In questo quadro, come già rivelato dal nostro dossier, chi si sta fregando le mani, sono proprio i big dell’accoglienza. Magari risparmiando sul costo del lavoro, come denuncia Sabato. «C’è un meccanismo distorto, che crea illegalità. Quanto un ente gestore per essere competitivo si aggiudica una gara al ribasso, e viene premiato dalla Pubblica Amministrazione con il massimo del punteggio, è lì che si determina il malaffare».

«Nel mercato tutto ha un costo. Se io ribasso troppo, o il servizio fa schifo o non sto pagando il lavoratore».

Fonte: Fp Cgil

Caos nelle prefetture: o bandi prorogati o costi innalzati

I precari sono la diretta conseguenza dei tagli ai capitolati d’appalto voluti dal ministro Salvini che hanno portato il rimborso per migrante ai gestori dei servizi di accoglienza da 35 a 21 euro. Una «tabula rasa» che sta sortendo diversi effetti. Per ora tutti negativi. A partire dal caos tra le stesse prefetture, costrette a rinegoziare i bandi con costi mediamente più alti, perché altrimenti i centri esistenti rimarrebbero scoperti. Così è successo, almeno in cinque di esse, a Firenze, Siena, Bologna, Genova, Modena.

«Gli effetti negativi del primo decreto Salvini sono sotto gli occhi di tutti: la prefettura di Firenze ha annunciato la necessità di ri-bandire le gare per l’accoglienza dei richiedenti asilo, perché i criteri imposti non hanno consentito di trovare soggetti disponibili», ha dichiarato il sindaco di Firenze, Dario Nardella.
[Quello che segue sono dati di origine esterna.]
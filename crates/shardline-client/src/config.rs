//! Client configuration
//!
//! [`ClientConfig`] is a plain, validated value supplied by the embedding
//! application; the client never reads files or the environment. At runtime
//! it lives inside an immutable, versioned [`ConfigSnapshot`] held by a
//! [`ConfigStore`], which swaps snapshots atomically for hot reconfiguration.

use crate::backoff::BackoffConfig;
use crate::error::{ClientError, Result};
use crate::routing::RoutingPolicy;
use arc_swap::{ArcSwap, ArcSwapOption};
use parking_lot::Mutex;
use serde::{Deserialize, Serialize};
use std::sync::Arc;
use std::time::Duration;

/// Client configuration
#[derive(Debug, Clone, Default, PartialEq, Serialize, Deserialize)]
#[serde(default)]
pub struct ClientConfig {
    /// Per-node connection pool limits
    pub pool: PoolConfig,

    /// Health probing and quarantine
    pub health: HealthConfig,

    /// Circuit breaker thresholds
    pub breaker: BreakerConfig,

    /// Retry policy for data operations
    pub retry: RetryConfig,

    /// Topology discovery (tend loop)
    pub discovery: DiscoveryConfig,

    /// Replica selection policy
    pub routing: RoutingPolicy,
}

impl ClientConfig {
    /// Create a configuration builder
    pub fn builder() -> ClientConfigBuilder {
        ClientConfigBuilder::default()
    }

    /// Check every limit and threshold for consistency
    pub fn validate(&self) -> Result<()> {
        self.pool.validate()?;
        self.health.validate()?;
        self.breaker.validate()?;
        self.retry.validate()?;
        self.discovery.validate()?;
        self.routing.validate()?;
        Ok(())
    }
}

/// Per-node connection pool configuration
#[derive(Debug, Clone, Copy, PartialEq, Eq, Serialize, Deserialize)]
#[serde(default)]
pub struct PoolConfig {
    /// Idle connections kept open per node
    pub min_idle: usize,

    /// Maximum connections (leased + idle) per node
    pub max_connections: usize,

    /// Connections older than this are closed instead of recycled
    pub max_idle_age: Duration,

    /// Waiter queue depth at which `acquire` fails fast
    pub max_waiters: usize,

    /// Longest time a caller may wait in the queue before `PoolExhausted`
    pub fast_fail_after: Duration,

    /// Handshake timeout for new connections
    pub connect_timeout: Duration,
}

impl Default for PoolConfig {
    fn default() -> Self {
        Self {
            min_idle: 1,
            max_connections: 16,
            max_idle_age: Duration::from_secs(300),
            max_waiters: 64,
            fast_fail_after: Duration::from_secs(1),
            connect_timeout: Duration::from_secs(5),
        }
    }
}

impl PoolConfig {
    fn validate(&self) -> Result<()> {
        if self.max_connections == 0 {
            return Err(invalid("pool.max_connections must be > 0"));
        }
        if self.min_idle > self.max_connections {
            return Err(invalid("pool.min_idle must be <= pool.max_connections"));
        }
        if self.max_idle_age.is_zero() {
            return Err(invalid("pool.max_idle_age must be > 0"));
        }
        if self.connect_timeout.is_zero() {
            return Err(invalid("pool.connect_timeout must be > 0"));
        }
        Ok(())
    }
}

/// Health monitor configuration
#[derive(Debug, Clone, Copy, PartialEq, Serialize, Deserialize)]
#[serde(default)]
pub struct HealthConfig {
    /// Interval between probe rounds
    pub probe_interval: Duration,

    /// Timeout for a single probe
    pub probe_timeout: Duration,

    /// Consecutive failures before a node is quarantined
    pub quarantine_threshold: u32,

    /// Quarantine backoff
    pub backoff: BackoffConfig,

    /// Weight of the newest latency sample in the moving average
    pub ewma_alpha: f64,
}

impl Default for HealthConfig {
    fn default() -> Self {
        Self {
            probe_interval: Duration::from_secs(1),
            probe_timeout: Duration::from_millis(500),
            quarantine_threshold: 3,
            backoff: BackoffConfig::new(Duration::from_secs(1), Duration::from_secs(60)),
            ewma_alpha: 0.3,
        }
    }
}

impl HealthConfig {
    fn validate(&self) -> Result<()> {
        if self.probe_interval.is_zero() || self.probe_timeout.is_zero() {
            return Err(invalid("health.probe_interval and probe_timeout must be > 0"));
        }
        if self.quarantine_threshold == 0 {
            return Err(invalid("health.quarantine_threshold must be >= 1"));
        }
        if !(self.ewma_alpha > 0.0 && self.ewma_alpha <= 1.0) {
            return Err(invalid("health.ewma_alpha must be in (0.0, 1.0]"));
        }
        self.backoff.validate("health.backoff").map_err(invalid)
    }
}

/// Circuit breaker configuration
#[derive(Debug, Clone, Copy, PartialEq, Serialize, Deserialize)]
#[serde(default)]
pub struct BreakerConfig {
    /// Consecutive failures that open the breaker
    pub failure_threshold: u32,

    /// Open-state backoff
    pub backoff: BackoffConfig,

    /// Keep one breaker per (node, operation class) instead of per node
    pub per_operation_class: bool,
}

impl Default for BreakerConfig {
    fn default() -> Self {
        Self {
            failure_threshold: 5,
            backoff: BackoffConfig::new(Duration::from_secs(1), Duration::from_secs(30)),
            per_operation_class: false,
        }
    }
}

impl BreakerConfig {
    fn validate(&self) -> Result<()> {
        if self.failure_threshold == 0 {
            return Err(invalid("breaker.failure_threshold must be >= 1"));
        }
        self.backoff.validate("breaker.backoff").map_err(invalid)
    }
}

/// Retry policy configuration
#[derive(Debug, Clone, Copy, PartialEq, Serialize, Deserialize)]
#[serde(default)]
pub struct RetryConfig {
    /// Total attempts including the first one
    pub max_attempts: u32,

    /// Delay between attempts
    pub backoff: BackoffConfig,

    /// Deadline for a whole operation when the caller supplies none
    pub request_timeout: Duration,
}

impl Default for RetryConfig {
    fn default() -> Self {
        Self {
            max_attempts: 3,
            backoff: BackoffConfig::new(Duration::from_millis(50), Duration::from_secs(2)),
            request_timeout: Duration::from_secs(10),
        }
    }
}

impl RetryConfig {
    fn validate(&self) -> Result<()> {
        if self.max_attempts == 0 {
            return Err(invalid("retry.max_attempts must be >= 1"));
        }
        if self.request_timeout.is_zero() {
            return Err(invalid("retry.request_timeout must be > 0"));
        }
        self.backoff.validate("retry.backoff").map_err(invalid)
    }
}

/// Topology discovery configuration
#[derive(Debug, Clone, Copy, PartialEq, Eq, Serialize, Deserialize)]
#[serde(default)]
pub struct DiscoveryConfig {
    /// Interval between tend cycles
    pub tend_interval: Duration,

    /// Timeout for one node's topology query
    pub query_timeout: Duration,
}

impl Default for DiscoveryConfig {
    fn default() -> Self {
        Self {
            tend_interval: Duration::from_secs(1),
            query_timeout: Duration::from_millis(750),
        }
    }
}

impl DiscoveryConfig {
    fn validate(&self) -> Result<()> {
        if self.tend_interval.is_zero() || self.query_timeout.is_zero() {
            return Err(invalid("discovery.tend_interval and query_timeout must be > 0"));
        }
        Ok(())
    }
}

fn invalid(msg: impl Into<String>) -> ClientError {
    ClientError::InvalidConfig(msg.into())
}

/// Builder for [`ClientConfig`]
#[derive(Debug, Default)]
pub struct ClientConfigBuilder {
    config: ClientConfig,
}

impl ClientConfigBuilder {
    pub fn pool(mut self, pool: PoolConfig) -> Self {
        self.config.pool = pool;
        self
    }

    pub fn max_connections(mut self, max: usize) -> Self {
        self.config.pool.max_connections = max;
        self
    }

    pub fn min_idle(mut self, min_idle: usize) -> Self {
        self.config.pool.min_idle = min_idle;
        self
    }

    pub fn max_waiters(mut self, max_waiters: usize) -> Self {
        self.config.pool.max_waiters = max_waiters;
        self
    }

    pub fn fast_fail_after(mut self, after: Duration) -> Self {
        self.config.pool.fast_fail_after = after;
        self
    }

    pub fn health(mut self, health: HealthConfig) -> Self {
        self.config.health = health;
        self
    }

    pub fn probe_interval(mut self, interval: Duration) -> Self {
        self.config.health.probe_interval = interval;
        self
    }

    pub fn quarantine_threshold(mut self, threshold: u32) -> Self {
        self.config.health.quarantine_threshold = threshold;
        self
    }

    pub fn breaker(mut self, breaker: BreakerConfig) -> Self {
        self.config.breaker = breaker;
        self
    }

    pub fn breaker_threshold(mut self, threshold: u32) -> Self {
        self.config.breaker.failure_threshold = threshold;
        self
    }

    pub fn retry(mut self, retry: RetryConfig) -> Self {
        self.config.retry = retry;
        self
    }

    pub fn max_attempts(mut self, attempts: u32) -> Self {
        self.config.retry.max_attempts = attempts;
        self
    }

    pub fn request_timeout(mut self, timeout: Duration) -> Self {
        self.config.retry.request_timeout = timeout;
        self
    }

    pub fn discovery(mut self, discovery: DiscoveryConfig) -> Self {
        self.config.discovery = discovery;
        self
    }

    pub fn tend_interval(mut self, interval: Duration) -> Self {
        self.config.discovery.tend_interval = interval;
        self
    }

    pub fn routing(mut self, policy: RoutingPolicy) -> Self {
        self.config.routing = policy;
        self
    }

    /// Validate and build the configuration
    pub fn build(self) -> Result<ClientConfig> {
        self.config.validate()?;
        Ok(self.config)
    }
}

/// Immutable, versioned configuration captured by each operation
#[derive(Debug)]
pub struct ConfigSnapshot {
    /// Monotonic version, starting at 1
    pub version: u64,
    pub config: ClientConfig,
}

impl std::ops::Deref for ConfigSnapshot {
    type Target = ClientConfig;

    fn deref(&self) -> &ClientConfig {
        &self.config
    }
}

/// Holder of the active configuration snapshot
///
/// Readers `load()` the current snapshot without locking and keep the `Arc`
/// for the lifetime of their operation. Writers are serialised so the
/// current/previous pair is always updated together.
#[derive(Debug)]
pub struct ConfigStore {
    current: ArcSwap<ConfigSnapshot>,
    previous: ArcSwapOption<ConfigSnapshot>,
    write_lock: Mutex<()>,
}

impl ConfigStore {
    pub fn new(config: ClientConfig) -> Result<Self> {
        config.validate()?;
        Ok(Self {
            current: ArcSwap::from_pointee(ConfigSnapshot { version: 1, config }),
            previous: ArcSwapOption::empty(),
            write_lock: Mutex::new(()),
        })
    }

    /// Current snapshot
    pub fn load(&self) -> Arc<ConfigSnapshot> {
        self.current.load_full()
    }

    /// Validate `config` and make it current; returns the new version
    pub fn swap(&self, config: ClientConfig) -> Result<u64> {
        config.validate()?;
        let _guard = self.write_lock.lock();
        let old = self.current.load_full();
        let version = old.version + 1;
        self.current
            .store(Arc::new(ConfigSnapshot { version, config }));
        self.previous.store(Some(old));
        Ok(version)
    }

    /// Restore the snapshot that was current before the last swap
    ///
    /// The restored snapshot keeps its original version number.
    pub fn rollback(&self) -> Result<u64> {
        let _guard = self.write_lock.lock();
        let previous = self.previous.swap(None).ok_or(ClientError::NothingToRollBack)?;
        let version = previous.version;
        self.current.store(previous);
        Ok(version)
    }
}

#[cfg(test)]
mod tests {
    use super::*;

    #[test]
    fn test_default_config_is_valid() {
        assert!(ClientConfig::default().validate().is_ok());
    }

    #[test]
    fn test_builder() {
        let config = ClientConfig::builder()
            .max_connections(10)
            .min_idle(2)
            .quarantine_threshold(5)
            .breaker_threshold(4)
            .max_attempts(2)
            .routing(RoutingPolicy::LeastConnections)
            .build()
            .unwrap();

        assert_eq!(config.pool.max_connections, 10);
        assert_eq!(config.pool.min_idle, 2);
        assert_eq!(config.health.quarantine_threshold, 5);
        assert_eq!(config.breaker.failure_threshold, 4);
        assert_eq!(config.retry.max_attempts, 2);
        assert_eq!(config.routing, RoutingPolicy::LeastConnections);
    }

    #[test]
    fn test_builder_rejects_invalid_limits() {
        let err = ClientConfig::builder()
            .max_connections(2)
            .min_idle(3)
            .build()
            .unwrap_err();
        assert!(matches!(err, ClientError::InvalidConfig(_)));

        assert!(ClientConfig::builder().quarantine_threshold(0).build().is_err());
        assert!(ClientConfig::builder().max_attempts(0).build().is_err());
    }

    #[test]
    fn test_config_serde_defaults() {
        let config: ClientConfig =
            serde_json::from_str(r#"{"pool": {"max_connections": 4}}"#).unwrap();
        assert_eq!(config.pool.max_connections, 4);
        assert_eq!(config.pool.min_idle, PoolConfig::default().min_idle);
        assert_eq!(config.breaker, BreakerConfig::default());
    }

    #[test]
    fn test_store_swap_and_rollback() {
        let store = ConfigStore::new(ClientConfig::default()).unwrap();
        let first = store.load();
        assert_eq!(first.version, 1);

        let next = ClientConfig::builder().max_connections(3).build().unwrap();
        assert_eq!(store.swap(next).unwrap(), 2);

        // Captured snapshots never change underneath their holder
        assert_eq!(first.pool.max_connections, PoolConfig::default().max_connections);
        assert_eq!(store.load().pool.max_connections, 3);

        assert_eq!(store.rollback().unwrap(), 1);
        assert_eq!(store.load().pool.max_connections, 16);
        assert!(matches!(
            store.rollback(),
            Err(ClientError::NothingToRollBack)
        ));
    }

    #[test]
    fn test_store_rejects_invalid_swap() {
        let store = ConfigStore::new(ClientConfig::default()).unwrap();
        let mut bad = ClientConfig::default();
        bad.pool.max_connections = 0;
        assert!(store.swap(bad).is_err());
        assert_eq!(store.load().version, 1);
    }
}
Si tratta, ha sottolineato il primo cittadino fiorentino, «di un problema che sta riguardando altre città italiane e dimostra che noi sindaci avevamo ragione all’indomani della conversione di quel decreto».

Da Trapani a Milano, sui centri per il rimpatrio vincono i big

Ma chi si sta aggiudicando gli appalti di gestione al ribasso? Mentre le piccole e medie cooperative hanno fatto ricorsi ai TAR, chiedendo la sospensiva delle gare, o auto escludendosi dai bandi, sono proprio i big dell’accoglienza, italiani e stranieri a farne man bassa. Succede a Trapani, una delle prime gare chiuse in Italia. L’aggiudicazione è andata a chi, incontrastato, ha vinto al ribasso i precedenti appalti in questi anni.
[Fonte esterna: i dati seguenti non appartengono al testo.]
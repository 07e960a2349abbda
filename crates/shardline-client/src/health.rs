//! Node health tracking
//!
//! The monitor keeps one [`HealthRecord`] per node and drives the
//! `Healthy -> Suspect -> Quarantined -> Healthy` state machine from probe
//! results. It does not probe by itself: the manager's probe loop calls
//! [`HealthMonitor::due_for_probe`], runs the probe through the transport and
//! feeds the result back with [`HealthMonitor::record_probe`].
//!
//! ```text
//!  Healthy ──probe fails──▶ Suspect ──N consecutive failures──▶ Quarantined
//!     ▲                        │                                   │
//!     └──── probe succeeds ────┘◀── backoff expired, probe ok ─────┘
//! ```

use crate::clock::SharedClock;
use crate::config::HealthConfig;
use crate::node::NodeId;
use dashmap::DashMap;
use parking_lot::Mutex;
use serde::{Deserialize, Serialize};
use std::fmt;
use std::sync::Arc;
use std::time::Duration;
use tokio::time::Instant;
use tracing::{debug, trace};

/// Health state of a node
#[derive(Debug, Clone, Copy, PartialEq, Eq, Hash, Serialize, Deserialize, Default)]
#[serde(rename_all = "lowercase")]
pub enum HealthState {
    #[default]
    Healthy,
    Suspect,
    Quarantined,
}

impl HealthState {
    pub fn as_str(&self) -> &'static str {
        match self {
            HealthState::Healthy => "healthy",
            HealthState::Suspect => "suspect",
            HealthState::Quarantined => "quarantined",
        }
    }
}

impl fmt::Display for HealthState {
    fn fmt(&self, f: &mut fmt::Formatter<'_>) -> fmt::Result {
        f.write_str(self.as_str())
    }
}

/// Result of one probe
#[derive(Debug, Clone, Copy, PartialEq, Eq)]
pub enum ProbeOutcome {
    /// Probe answered with the observed round-trip latency
    Success(Duration),
    /// Probe failed or timed out
    Failure,
}

/// A state change produced by the monitor
#[derive(Debug, Clone, Copy, PartialEq, Eq)]
pub struct Transition {
    pub node: NodeId,
    pub from: HealthState,
    pub to: HealthState,
}

/// Per-node health record
#[derive(Debug, Clone, Default)]
pub struct HealthRecord {
    pub state: HealthState,
    pub consecutive_failures: u32,
    /// EWMA of successful probe latencies
    pub latency: Option<Duration>,
    /// Quarantine ends (probing resumes) at this instant
    pub backoff_until: Option<Instant>,
    /// Step used the next time quarantine is armed
    pub backoff_step: u32,
}

impl HealthRecord {
    fn arm_backoff(&mut self, now: Instant, config: &HealthConfig) {
        let delay = config.backoff.delay(self.backoff_step);
        self.backoff_until = Some(now + delay);
        self.backoff_step = self.backoff_step.saturating_add(1);
    }

    fn update_latency(&mut self, sample: Duration, alpha: f64) {
        self.latency = Some(match self.latency {
            None => sample,
            Some(prev) => {
                let ewma =
                    alpha * sample.as_nanos() as f64 + (1.0 - alpha) * prev.as_nanos() as f64;
                Duration::from_nanos(ewma.max(0.0).round() as u64)
            }
        });
    }

    fn score(&self) -> f64 {
        let base = match self.state {
            HealthState::Healthy => 1.0,
            HealthState::Suspect => 0.5,
            HealthState::Quarantined => return 0.0,
        };
        base / (1.0 + self.consecutive_failures as f64)
    }
}

/// Point-in-time view of one node's health
#[derive(Debug, Clone, Copy, PartialEq, Serialize)]
pub struct HealthSnapshot {
    pub state: HealthState,
    pub latency: Option<Duration>,
    pub consecutive_failures: u32,
    /// 1.0 for a healthy node, 0.0 for a quarantined one
    pub score: f64,
}

/// Health monitor
#[derive(Debug)]
pub struct HealthMonitor {
    records: DashMap<NodeId, Arc<Mutex<HealthRecord>>>,
    clock: SharedClock,
}

impl HealthMonitor {
    pub fn new(clock: SharedClock) -> Self {
        Self {
            records: DashMap::new(),
            clock,
        }
    }

    fn record(&self, node: NodeId) -> Arc<Mutex<HealthRecord>> {
        self.records
            .entry(node)
            .or_insert_with(|| Arc::new(Mutex::new(HealthRecord::default())))
            .clone()
    }

    /// Start tracking `node` (new nodes start Healthy)
    pub fn track(&self, node: NodeId) {
        self.record(node);
    }

    /// Current state; untracked nodes are reported Healthy
    pub fn state(&self, node: NodeId) -> HealthState {
        self.records
            .get(&node)
            .map(|r| r.lock().state)
            .unwrap_or_default()
    }

    pub fn is_quarantined(&self, node: NodeId) -> bool {
        self.state(node) == HealthState::Quarantined
    }

    /// EWMA latency, if at least one probe succeeded
    pub fn latency(&self, node: NodeId) -> Option<Duration> {
        self.records.get(&node).and_then(|r| r.lock().latency)
    }

    pub fn snapshot(&self, node: NodeId) -> Option<HealthSnapshot> {
        self.records.get(&node).map(|r| {
            let r = r.lock();
            HealthSnapshot {
                state: r.state,
                latency: r.latency,
                consecutive_failures: r.consecutive_failures,
                score: r.score(),
            }
        })
    }

    /// Whether a probe should be sent now
    ///
    /// Quarantined nodes are left alone until their backoff expires.
    pub fn due_for_probe(&self, node: NodeId) -> bool {
        let Some(record) = self.records.get(&node).map(|r| Arc::clone(r.value())) else {
            return true;
        };
        let r = record.lock();
        match (r.state, r.backoff_until) {
            (HealthState::Quarantined, Some(until)) => self.clock.now() >= until,
            _ => true,
        }
    }

    /// Apply a probe result; returns the state transition, if any
    pub fn record_probe(
        &self,
        node: NodeId,
        outcome: ProbeOutcome,
        config: &HealthConfig,
    ) -> Option<Transition> {
        let record = self.record(node);
        let now = self.clock.now();
        let mut r = record.lock();
        let from = r.state;

        if from == HealthState::Quarantined && r.backoff_until.is_some_and(|until| now < until) {
            trace!(node_id = %node, "Ignoring probe result during quarantine backoff");
            return None;
        }

        match outcome {
            ProbeOutcome::Success(latency) => {
                r.update_latency(latency, config.ewma_alpha);
                r.consecutive_failures = 0;
                if from != HealthState::Healthy {
                    r.state = HealthState::Healthy;
                    r.backoff_until = None;
                    r.backoff_step = 0;
                }
            }
            ProbeOutcome::Failure => {
                r.consecutive_failures = r.consecutive_failures.saturating_add(1);
                match from {
                    HealthState::Quarantined => {
                        r.arm_backoff(now, config);
                        debug!(
                            node_id = %node,
                            step = r.backoff_step,
                            "Probe failed after quarantine backoff, extending"
                        );
                    }
                    _ if r.consecutive_failures >= config.quarantine_threshold => {
                        r.state = HealthState::Quarantined;
                        r.arm_backoff(now, config);
                    }
                    _ => r.state = HealthState::Suspect,
                }
            }
        }

        (r.state != from).then_some(Transition {
            node,
            from,
            to: r.state,
        })
    }

    /// Passive failure signal from a data operation
    ///
    /// Only moves a Healthy node to Suspect; quarantine is left to probes.
    pub fn report_request_failure(&self, node: NodeId) -> Option<Transition> {
        self.demote(node)
    }

    /// Discovery signal: the node was listed by peers but did not answer
    /// its own topology query
    pub fn report_unresponsive(&self, node: NodeId) -> Option<Transition> {
        let t = self.demote(node);
        if t.is_some() {
            debug!(node_id = %node, "Node missed a discovery round, marking suspect");
        }
        t
    }

    fn demote(&self, node: NodeId) -> Option<Transition> {
        let record = self.records.get(&node).map(|r| Arc::clone(r.value()))?;
        let mut r = record.lock();
        if r.state != HealthState::Healthy {
            return None;
        }
        r.state = HealthState::Suspect;
        Some(Transition {
            node,
            from: HealthState::Healthy,
            to: HealthState::Suspect,
        })
    }

    /// Drop records of nodes for which `keep` returns false
    pub fn retain(&self, mut keep: impl FnMut(NodeId) -> bool) {
        self.records.retain(|id, _| keep(*id));
    }

    pub fn tracked(&self) -> Vec<NodeId> {
        let mut ids: Vec<_> = self.records.iter().map(|r| *r.key()).collect();
        ids.sort_unstable();
        ids
    }
}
Così anche a Milano dove sbarca la multinazionale Ors Italia: nella gestione dello storico centro di via Corelli. Struttura parzialmente ri-trasformata dal ministero dell’Interno, in un nuovo Centro per il Rimpatrio (Cpr), La multinazionale risulta tra gli aggiudicatari del bando, per 140 posti. Insieme a lei, la Engel Italia che gestisce altri Cpr in Italia, già oggetto delle denunce del Garante dei detenuti. Inoltre, con la francese Gepsa, Ors Italia si aggiudica anche la gestione del CAS, nella caserma Mancini, per 300 posti, insieme ad altri dieci concorrenti.

Le mani della ‘ndrangheta sugli appalti

Intanto proseguono le indagini della magistratura in tutta Italia. Diverse inchieste hanno portato alla luce come la mancanza di capacità di controllo e di trasparenza delle stesse prefetture, non abbiano fermato le infiltrazioni mafiose e la corruzione.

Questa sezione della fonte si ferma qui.